- _Supplied information_
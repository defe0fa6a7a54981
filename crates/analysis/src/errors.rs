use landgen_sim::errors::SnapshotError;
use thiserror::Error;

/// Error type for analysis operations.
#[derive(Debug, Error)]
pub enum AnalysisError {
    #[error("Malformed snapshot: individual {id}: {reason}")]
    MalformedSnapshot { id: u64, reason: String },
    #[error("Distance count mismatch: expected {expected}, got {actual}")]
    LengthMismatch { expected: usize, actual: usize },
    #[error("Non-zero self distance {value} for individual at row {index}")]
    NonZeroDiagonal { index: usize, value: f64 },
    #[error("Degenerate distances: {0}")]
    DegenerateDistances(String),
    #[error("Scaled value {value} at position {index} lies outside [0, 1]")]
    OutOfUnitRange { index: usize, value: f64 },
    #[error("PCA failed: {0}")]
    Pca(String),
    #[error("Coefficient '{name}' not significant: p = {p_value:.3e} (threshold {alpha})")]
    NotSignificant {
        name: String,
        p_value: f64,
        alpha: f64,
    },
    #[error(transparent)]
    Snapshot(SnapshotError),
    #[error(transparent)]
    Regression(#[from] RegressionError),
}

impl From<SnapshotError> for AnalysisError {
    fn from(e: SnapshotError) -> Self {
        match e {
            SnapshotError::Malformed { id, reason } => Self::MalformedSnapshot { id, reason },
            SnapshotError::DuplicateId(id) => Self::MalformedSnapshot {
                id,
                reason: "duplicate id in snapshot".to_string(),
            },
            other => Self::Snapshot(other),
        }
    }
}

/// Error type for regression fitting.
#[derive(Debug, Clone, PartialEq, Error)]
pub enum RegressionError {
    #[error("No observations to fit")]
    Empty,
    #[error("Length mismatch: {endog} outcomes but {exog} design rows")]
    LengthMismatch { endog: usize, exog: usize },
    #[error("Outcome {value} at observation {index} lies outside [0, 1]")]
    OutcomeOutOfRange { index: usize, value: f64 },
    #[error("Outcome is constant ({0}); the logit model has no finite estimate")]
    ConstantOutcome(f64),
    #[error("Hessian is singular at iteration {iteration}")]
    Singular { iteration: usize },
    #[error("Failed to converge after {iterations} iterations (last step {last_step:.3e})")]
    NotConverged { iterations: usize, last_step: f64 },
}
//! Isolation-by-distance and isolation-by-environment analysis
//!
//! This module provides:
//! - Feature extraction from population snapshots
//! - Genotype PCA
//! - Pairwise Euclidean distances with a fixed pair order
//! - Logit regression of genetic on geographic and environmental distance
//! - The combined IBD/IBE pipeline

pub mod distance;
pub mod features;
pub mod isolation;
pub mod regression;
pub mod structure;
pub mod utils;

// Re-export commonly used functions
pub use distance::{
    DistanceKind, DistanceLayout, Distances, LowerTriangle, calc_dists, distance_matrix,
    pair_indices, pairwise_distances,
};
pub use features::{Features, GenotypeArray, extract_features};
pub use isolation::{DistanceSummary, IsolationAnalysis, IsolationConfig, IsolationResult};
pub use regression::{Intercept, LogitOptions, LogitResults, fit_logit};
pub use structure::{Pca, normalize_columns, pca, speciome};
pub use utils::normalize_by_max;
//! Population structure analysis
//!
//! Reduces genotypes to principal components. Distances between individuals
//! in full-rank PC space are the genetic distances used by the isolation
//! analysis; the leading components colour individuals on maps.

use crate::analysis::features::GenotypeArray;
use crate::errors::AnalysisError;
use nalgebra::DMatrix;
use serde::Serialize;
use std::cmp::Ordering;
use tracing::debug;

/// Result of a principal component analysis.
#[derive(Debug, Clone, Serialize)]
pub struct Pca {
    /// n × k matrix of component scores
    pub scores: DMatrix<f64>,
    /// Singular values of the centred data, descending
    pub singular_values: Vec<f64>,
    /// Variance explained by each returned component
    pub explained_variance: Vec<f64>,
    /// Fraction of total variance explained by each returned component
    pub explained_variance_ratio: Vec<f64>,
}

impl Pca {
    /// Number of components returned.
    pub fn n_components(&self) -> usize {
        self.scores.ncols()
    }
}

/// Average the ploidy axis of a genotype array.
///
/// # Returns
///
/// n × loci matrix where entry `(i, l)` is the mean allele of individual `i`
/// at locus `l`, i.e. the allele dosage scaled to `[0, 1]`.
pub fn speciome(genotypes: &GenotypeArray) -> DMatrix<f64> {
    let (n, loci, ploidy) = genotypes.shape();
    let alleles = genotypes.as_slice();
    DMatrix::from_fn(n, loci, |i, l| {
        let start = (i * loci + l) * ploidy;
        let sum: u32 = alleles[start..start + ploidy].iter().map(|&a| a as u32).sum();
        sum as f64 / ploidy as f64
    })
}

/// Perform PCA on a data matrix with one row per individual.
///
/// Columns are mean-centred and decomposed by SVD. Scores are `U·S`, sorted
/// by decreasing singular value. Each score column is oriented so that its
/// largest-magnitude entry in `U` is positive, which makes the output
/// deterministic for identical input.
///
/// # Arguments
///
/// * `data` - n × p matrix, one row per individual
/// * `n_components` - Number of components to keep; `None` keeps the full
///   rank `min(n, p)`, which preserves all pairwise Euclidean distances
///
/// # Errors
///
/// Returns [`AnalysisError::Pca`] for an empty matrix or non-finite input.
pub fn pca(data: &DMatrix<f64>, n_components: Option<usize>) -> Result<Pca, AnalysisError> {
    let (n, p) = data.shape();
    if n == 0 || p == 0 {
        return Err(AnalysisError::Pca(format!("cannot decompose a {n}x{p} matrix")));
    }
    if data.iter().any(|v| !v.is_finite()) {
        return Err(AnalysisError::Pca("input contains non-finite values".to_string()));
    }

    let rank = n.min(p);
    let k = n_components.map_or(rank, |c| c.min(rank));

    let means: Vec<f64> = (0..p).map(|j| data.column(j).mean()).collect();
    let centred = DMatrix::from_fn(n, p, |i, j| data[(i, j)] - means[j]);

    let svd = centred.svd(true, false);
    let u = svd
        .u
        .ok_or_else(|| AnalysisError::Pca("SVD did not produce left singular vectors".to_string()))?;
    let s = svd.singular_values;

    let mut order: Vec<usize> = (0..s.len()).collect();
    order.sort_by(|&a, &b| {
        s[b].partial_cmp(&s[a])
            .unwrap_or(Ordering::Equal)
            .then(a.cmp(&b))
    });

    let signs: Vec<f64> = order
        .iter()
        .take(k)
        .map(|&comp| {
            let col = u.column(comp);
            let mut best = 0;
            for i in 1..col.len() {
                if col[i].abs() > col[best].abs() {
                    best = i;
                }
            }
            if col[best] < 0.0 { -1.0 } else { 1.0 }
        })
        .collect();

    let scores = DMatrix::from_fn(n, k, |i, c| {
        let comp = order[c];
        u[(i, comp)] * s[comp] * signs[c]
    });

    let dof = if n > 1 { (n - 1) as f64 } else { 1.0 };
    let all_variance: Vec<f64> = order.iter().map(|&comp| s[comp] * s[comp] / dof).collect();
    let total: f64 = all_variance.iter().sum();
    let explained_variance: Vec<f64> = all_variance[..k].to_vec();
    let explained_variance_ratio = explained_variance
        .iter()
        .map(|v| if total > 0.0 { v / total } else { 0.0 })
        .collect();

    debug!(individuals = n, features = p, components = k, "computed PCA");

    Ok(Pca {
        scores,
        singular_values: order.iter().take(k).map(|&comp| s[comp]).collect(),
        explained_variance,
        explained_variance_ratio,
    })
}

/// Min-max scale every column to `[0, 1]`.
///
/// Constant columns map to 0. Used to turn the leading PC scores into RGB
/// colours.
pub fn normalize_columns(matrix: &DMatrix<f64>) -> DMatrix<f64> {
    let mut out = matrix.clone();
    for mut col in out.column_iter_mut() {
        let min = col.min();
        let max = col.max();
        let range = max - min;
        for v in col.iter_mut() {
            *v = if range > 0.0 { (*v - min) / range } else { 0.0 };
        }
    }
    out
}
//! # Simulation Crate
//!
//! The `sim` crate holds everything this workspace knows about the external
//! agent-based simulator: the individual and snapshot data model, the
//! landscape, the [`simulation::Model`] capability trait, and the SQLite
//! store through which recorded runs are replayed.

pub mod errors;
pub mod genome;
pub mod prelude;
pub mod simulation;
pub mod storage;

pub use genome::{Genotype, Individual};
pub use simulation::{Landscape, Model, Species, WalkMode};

- _Assigned task_
Look through the data above and return exactly the lines from the one that contains "to converge after" to the one that contains "pub mod regression;", inclusive, with nothing else.

- _Exercise solution_
    #[error("Failed to converge after {iterations} iterations (last step {last_step:.3e})")]
    NotConverged { iterations: usize, last_step: f64 },
}
//! Isolation-by-distance and isolation-by-environment analysis
//!
//! This module provides:
//! - Feature extraction from population snapshots
//! - Genotype PCA
//! - Pairwise Euclidean distances with a fixed pair order
//! - Logit regression of genetic on geographic and environmental distance
//! - The combined IBD/IBE pipeline

pub mod distance;
pub mod features;
pub mod isolation;
pub mod regression;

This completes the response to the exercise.